Wirksamkeitsnachweise liegen nur zur Verbesserung von Surrogatparametern wie
Blutzuckerspiegel und HbA1c vor. Die günstige Beeinflussung
klinischer Endpunkte, d.h. die Reduktion diabetischer Komplikationen,
kardiovaskulärer Morbidität und Letalität, ist dagegen nicht belegt (8).
Thiazolidindione können zu Flüssigkeitsretention und
Ödemen und zum Auftreten oder Verstärken einer Herzinsuffizienz führen. Deshalb
sind sie bei Patienten mit Herzinsuffizienz (NYHA Klassen I bis IV)
kontraindiziert. Für Rosiglitazon liegen Hinweise auf ein erhöhtes
Myokardinfarktrisiko vor, außerdem treten Hyperlipidämien auf. Als weitere
wesentliche unerwünschte Arzneimittelwirkungen (UAW) unter Thiazolidindionen
sind u.a. Leberfunktionsstörungen, Gewichtszunahme und Anämie bekannt. Daneben
mehren sich die Belege dafür, dass Thiazolidindione die Knochendichte verringern
und das Frakturrisiko erhöhen können, insbesondere bei Frauen. Schon 2007
wurden von den Herstellerfirmen Rote-Hand-Briefe veröffentlicht, in denen vor einer
erhöhten Inzidenz von Frakturen (Oberarme, Hände, Füße) bei Frauen unter
Langzeitbehandlung mit Rosiglitazon- bzw.
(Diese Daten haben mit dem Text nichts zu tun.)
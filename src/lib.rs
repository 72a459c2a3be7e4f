// Copyright (c) 2025 Kirky.X
//
// Licensed under the MIT License
// See LICENSE file in the project root for full license information.

/// 配置模块
///
/// 处理应用程序的配置设置和环境变量
pub mod config;

/// 领域模块
///
/// 包含期刊记录、来源描述以及提取和聚合服务
pub mod domain;

/// 引擎模块
///
/// 实现HTTP获取能力和来源获取
pub mod engines;

/// 工具模块
///
/// 提供错误类型和遥测初始化
pub mod utils;

pub use domain::models::journal::JournalRecord;
pub use domain::services::loader_service::PredatoryJournalLoader;
pub use domain::services::source_registry::SourceRegistry;
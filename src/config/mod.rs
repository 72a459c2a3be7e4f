// Copyright (c) 2025 Kirky.X
//
// Licensed under the MIT License
// See LICENSE file in the project root for full license information.

/// 配置模块
///
/// 处理应用程序的配置设置，包括HTTP客户端和来源列表
pub mod settings;
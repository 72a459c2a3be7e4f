// Copyright (c) 2025 Kirky.X
//
// Licensed under the MIT License
// See LICENSE file in the project root for full license information.

use crate::domain::models::journal::JournalRecord;
use crate::domain::services::aggregator::JournalAggregator;
use crate::utils::errors::TabularError;
use csv::{ByteRecord, ByteRecordsIntoIter, ReaderBuilder};
use std::io::Read;

/// 上游CSV的列数：url, name, abbr
const EXPECTED_COLUMNS: usize = 3;

/// 表格处理器
///
/// 按标准（Excel风格）CSV方言读取，不跳过表头，第一行也作为数据。
pub struct TabularHandler;

impl TabularHandler {
    /// 将CSV字节流解析为期刊记录序列
    ///
    /// 上游列顺序为 `(url, name, abbreviation)`，产出的记录重排为
    /// `(name, abbreviation, url)`。序列在第一个错误之后结束。
    pub fn parse_csv<R: Read>(reader: R) -> CsvRecords<R> {
        let rows = ReaderBuilder::new()
            .has_headers(false)
            .flexible(true)
            .from_reader(reader)
            .into_byte_records();

        CsvRecords { rows, done: false }
    }

    /// 解析CSV并逐条追加到聚合器
    ///
    /// # 返回值
    ///
    /// * `Ok(usize)` - 追加的记录数
    /// * `Err(TabularError)` - 读取或行解析失败，之前已追加的记录保留在聚合器中
    pub fn append_to<R: Read>(
        reader: R,
        aggregator: &mut JournalAggregator,
    ) -> Result<usize, TabularError> {
        let mut appended = 0;
        for record in Self::parse_csv(reader) {
            aggregator.push(record?);
            appended += 1;
        }
        Ok(appended)
    }
}

/// CSV记录迭代器
pub struct CsvRecords<R: Read> {
    rows: ByteRecordsIntoIter<R>,
    done: bool,
}

impl<R: Read> Iterator for CsvRecords<R> {
    type Item = Result<JournalRecord, TabularError>;

    fn next(&mut self) -> Option<Self::Item> {
        if self.done {
            return None;
        }

        let result = match self.rows.next()? {
            Ok(row) => to_record(&row),
            Err(e) => Err(TabularError::from(e)),
        };

        if result.is_err() {
            self.done = true;
        }
        Some(result)
    }
}

fn to_record(row: &ByteRecord) -> Result<JournalRecord, TabularError> {
    if row.len() != EXPECTED_COLUMNS {
        return Err(TabularError::MalformedRow {
            row: row.position().map(|p| p.line()).unwrap_or_default(),
            found: row.len(),
        });
    }

    let field = |i: usize| String::from_utf8_lossy(&row[i]).into_owned();
    Ok(JournalRecord::new(field(1), field(2), field(0)))
}

#[cfg(test)]
#[path = "tabular_handler_test.rs"]
mod tests;
// Copyright (c) 2025 Kirky.X
//
// Licensed under the MIT License
// See LICENSE file in the project root for full license information.

/// 领域模型模块
///
/// 该模块定义了系统的核心数据结构，包括：
/// - 期刊记录（journal）：所有来源归一化后的输出单元
/// - 来源描述（source）：来源地址及其提取策略
pub mod journal;
pub mod source;
// Copyright (c) 2025 Kirky.X
//
// Licensed under the MIT License
// See LICENSE file in the project root for full license information.

/// 领域服务模块
///
/// 包含的服务：
/// - 来源注册表（source_registry）：内置或配置的有序来源列表
/// - 表格处理器（tabular_handler）：把CSV行重排为期刊记录
/// - 片段提取器（fragment_extractor）：用粗粒度模式切分HTML页面
/// - 片段清洗器（fragment_cleaner）：从片段中提取名称、缩写和网址
/// - 聚合器（aggregator）：单次运行内只追加的记录序列
/// - 加载服务（loader_service）：按两遍流程编排以上组件
pub mod aggregator;
pub mod fragment_cleaner;
pub mod fragment_extractor;
pub mod loader_service;
pub mod source_registry;
pub mod tabular_handler;
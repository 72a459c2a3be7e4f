// Copyright (c) 2025 Kirky.X
//
// Licensed under the MIT License
// See LICENSE file in the project root for full license information.

#[cfg(test)]
mod tests {
    use predatory_journals::utils::telemetry;

    #[test]
    fn test_telemetry_initialization() {
        // 初始化遥测系统
        telemetry::init_telemetry();

        tracing::debug!("This is a debug message");
        tracing::info!("This is an info message");

        // 测试结构化日志
        tracing::warn!(source = "https://beallslist.net/", "URL unreachable");
        tracing::info!(records = 3, "Updated predatory journal list");
    }
}
// Copyright (c) 2025 Kirky.X
//
// Licensed under the MIT License
// See LICENSE file in the project root for full license information.

use crate::utils::errors::ConfigurationError;
use once_cell::sync::Lazy;
use regex::Regex;
use url::Url;

/// 默认名称模式：锚点标签内 `">` 与下一个 `<` 之间的可见文本
pub const DEFAULT_NAME_PATTERN: &str = r#"">(.*?)<"#;
/// 默认网址模式：从 `http` 开始到下一个双引号为止
pub const DEFAULT_URL_PATTERN: &str = r#"(http.*?)""#;
/// 默认缩写模式：括号内不含空格的标记
pub const DEFAULT_ABBREVIATION_PATTERN: &str = r"\(([^ ]*)\)";

pub(crate) static NAME_REGEX: Lazy<Regex> =
    Lazy::new(|| Regex::new(DEFAULT_NAME_PATTERN).expect("Failed to compile name regex"));
pub(crate) static URL_REGEX: Lazy<Regex> =
    Lazy::new(|| Regex::new(DEFAULT_URL_PATTERN).expect("Failed to compile url regex"));
pub(crate) static ABBREVIATION_REGEX: Lazy<Regex> = Lazy::new(|| {
    Regex::new(DEFAULT_ABBREVIATION_PATTERN).expect("Failed to compile abbreviation regex")
});

/// 提取策略
///
/// 一个粗粒度的元素模式加上三个细粒度的字段模式。字段模式若包含捕获组，
/// 取第1组作为字段值，否则取整个匹配。页面结构变化时只需要替换策略配置。
#[derive(Debug, Clone)]
pub struct ExtractionStrategy {
    element: Regex,
    name: Regex,
    url: Regex,
    abbreviation: Regex,
}

impl ExtractionStrategy {
    /// 使用默认字段模式创建提取策略
    ///
    /// # 参数
    ///
    /// * `element_pattern` - 将页面切分为片段的粗粒度模式
    ///
    /// # 返回值
    ///
    /// * `Ok(ExtractionStrategy)` - 提取策略
    /// * `Err(ConfigurationError)` - 模式无法编译
    pub fn new(element_pattern: &str) -> Result<Self, ConfigurationError> {
        Ok(Self {
            element: compile(element_pattern)?,
            name: NAME_REGEX.clone(),
            url: URL_REGEX.clone(),
            abbreviation: ABBREVIATION_REGEX.clone(),
        })
    }

    /// 使用自定义字段模式创建提取策略
    pub fn with_field_patterns(
        element_pattern: &str,
        name_pattern: &str,
        url_pattern: &str,
        abbreviation_pattern: &str,
    ) -> Result<Self, ConfigurationError> {
        Ok(Self {
            element: compile(element_pattern)?,
            name: compile(name_pattern)?,
            url: compile(url_pattern)?,
            abbreviation: compile(abbreviation_pattern)?,
        })
    }

    pub fn element(&self) -> &Regex {
        &self.element
    }

    pub fn name(&self) -> &Regex {
        &self.name
    }

    pub fn url(&self) -> &Regex {
        &self.url
    }

    pub fn abbreviation(&self) -> &Regex {
        &self.abbreviation
    }
}

fn compile(pattern: &str) -> Result<Regex, ConfigurationError> {
    Regex::new(pattern).map_err(|source| ConfigurationError::InvalidPattern {
        pattern: pattern.to_string(),
        source,
    })
}

/// 来源描述
///
/// 表格来源（CSV，无提取策略）或片段来源（HTML，带提取策略），
/// 两者由构造方式决定，互斥。构造后不可变。
#[derive(Debug, Clone)]
pub struct SourceDescriptor {
    location: Url,
    strategy: Option<ExtractionStrategy>,
}

impl SourceDescriptor {
    /// 创建表格来源
    ///
    /// # 返回值
    ///
    /// * `Ok(SourceDescriptor)` - 来源描述
    /// * `Err(ConfigurationError)` - 地址不是合法的URL
    pub fn tabular(location: &str) -> Result<Self, ConfigurationError> {
        Ok(Self {
            location: parse_location(location)?,
            strategy: None,
        })
    }

    /// 创建使用默认字段模式的片段来源
    pub fn fragment(location: &str, element_pattern: &str) -> Result<Self, ConfigurationError> {
        Self::with_strategy(location, ExtractionStrategy::new(element_pattern)?)
    }

    /// 创建使用指定提取策略的片段来源
    pub fn with_strategy(
        location: &str,
        strategy: ExtractionStrategy,
    ) -> Result<Self, ConfigurationError> {
        Ok(Self {
            location: parse_location(location)?,
            strategy: Some(strategy),
        })
    }

    pub fn location(&self) -> &Url {
        &self.location
    }

    pub fn strategy(&self) -> Option<&ExtractionStrategy> {
        self.strategy.as_ref()
    }

    /// 地址路径中是否带有表格格式标记（`.csv`）
    pub fn is_tabular(&self) -> bool {
        self.location.path().contains(".csv")
    }
}

fn parse_location(location: &str) -> Result<Url, ConfigurationError> {
    Url::parse(location).map_err(|source| ConfigurationError::MalformedLocation {
        location: location.to_string(),
        source,
    })
}
// Copyright (c) 2025 Kirky.X
//
// Licensed under the MIT License
// See LICENSE file in the project root for full license information.

use crate::config::settings::SourceSettings;
use crate::domain::models::source::SourceDescriptor;
use crate::utils::errors::ConfigurationError;

/// 内置来源：(地址, 元素模式)，没有元素模式的是CSV来源
const PREDATORY_SOURCES: &[(&str, Option<&str>)] = &[
    (
        "https://raw.githubusercontent.com/stop-predatory-journals/stop-predatory-journals.github.io/master/_data/journals.csv",
        None,
    ),
    (
        "https://raw.githubusercontent.com/stop-predatory-journals/stop-predatory-journals.github.io/master/_data/publishers.csv",
        None,
    ),
    ("https://beallslist.net/", Some("<li>.*?</li>")),
    ("https://beallslist.net/standalone-journals/", Some("<li>.*?</li>")),
    ("https://beallslist.net/hijacked-journals/", Some("<tr>.*?</tr>")),
];

/// 来源注册表
///
/// 启动时构建一次的有序、只读来源列表
#[derive(Debug, Clone)]
pub struct SourceRegistry {
    sources: Vec<SourceDescriptor>,
}

impl SourceRegistry {
    /// 构建内置来源注册表
    pub fn builtin() -> Result<Self, ConfigurationError> {
        let sources = PREDATORY_SOURCES
            .iter()
            .map(|(location, pattern)| descriptor(location, *pattern))
            .collect::<Result<Vec<_>, _>>()?;
        Ok(Self { sources })
    }

    /// 根据配置构建来源注册表
    ///
    /// 配置中没有来源时使用内置来源
    ///
    /// # 返回值
    ///
    /// * `Ok(SourceRegistry)` - 来源注册表
    /// * `Err(ConfigurationError)` - 任一来源的地址或模式非法
    pub fn from_settings(sources: &[SourceSettings]) -> Result<Self, ConfigurationError> {
        if sources.is_empty() {
            return Self::builtin();
        }

        let sources = sources
            .iter()
            .map(|s| descriptor(&s.location, s.element_pattern.as_deref()))
            .collect::<Result<Vec<_>, _>>()?;
        Ok(Self { sources })
    }

    pub fn from_descriptors(sources: Vec<SourceDescriptor>) -> Self {
        Self { sources }
    }

    pub fn iter(&self) -> impl Iterator<Item = &SourceDescriptor> {
        self.sources.iter()
    }

    pub fn len(&self) -> usize {
        self.sources.len()
    }

    pub fn is_empty(&self) -> bool {
        self.sources.is_empty()
    }
}

fn descriptor(
    location: &str,
    element_pattern: Option<&str>,
) -> Result<SourceDescriptor, ConfigurationError> {
    match element_pattern {
        Some(pattern) => SourceDescriptor::fragment(location, pattern),
        None => SourceDescriptor::tabular(location),
    }
}
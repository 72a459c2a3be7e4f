// Copyright (c) 2025 Kirky.X
//
// Licensed under the MIT License
// See LICENSE file in the project root for full license information.

mod online_sources_test;
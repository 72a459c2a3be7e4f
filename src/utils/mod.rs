// Copyright (c) 2025 Kirky.X
//
// Licensed under the MIT License
// See LICENSE file in the project root for full license information.

/// 工具模块
///
/// 提供错误类型和遥测初始化
pub mod errors;
pub mod telemetry;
Pioglitazon-haltigen Arzneimitteln gewarnt
wird (9, 10). In einer kürzlich veröffentlichten Metaanalyse von zehn
randomisierten, kontrollierten Studien mit insgesamt 13 715 Patienten und
zwei Beobachtungsstudien mit insgesamt 31 679 Patienten zeigte sich unter
einer Langzeitbehandlung mit Thiazolidindionen eine Verdopplung des Frakturrisikos
bei Frauen, bei Männern dagegen nicht (11).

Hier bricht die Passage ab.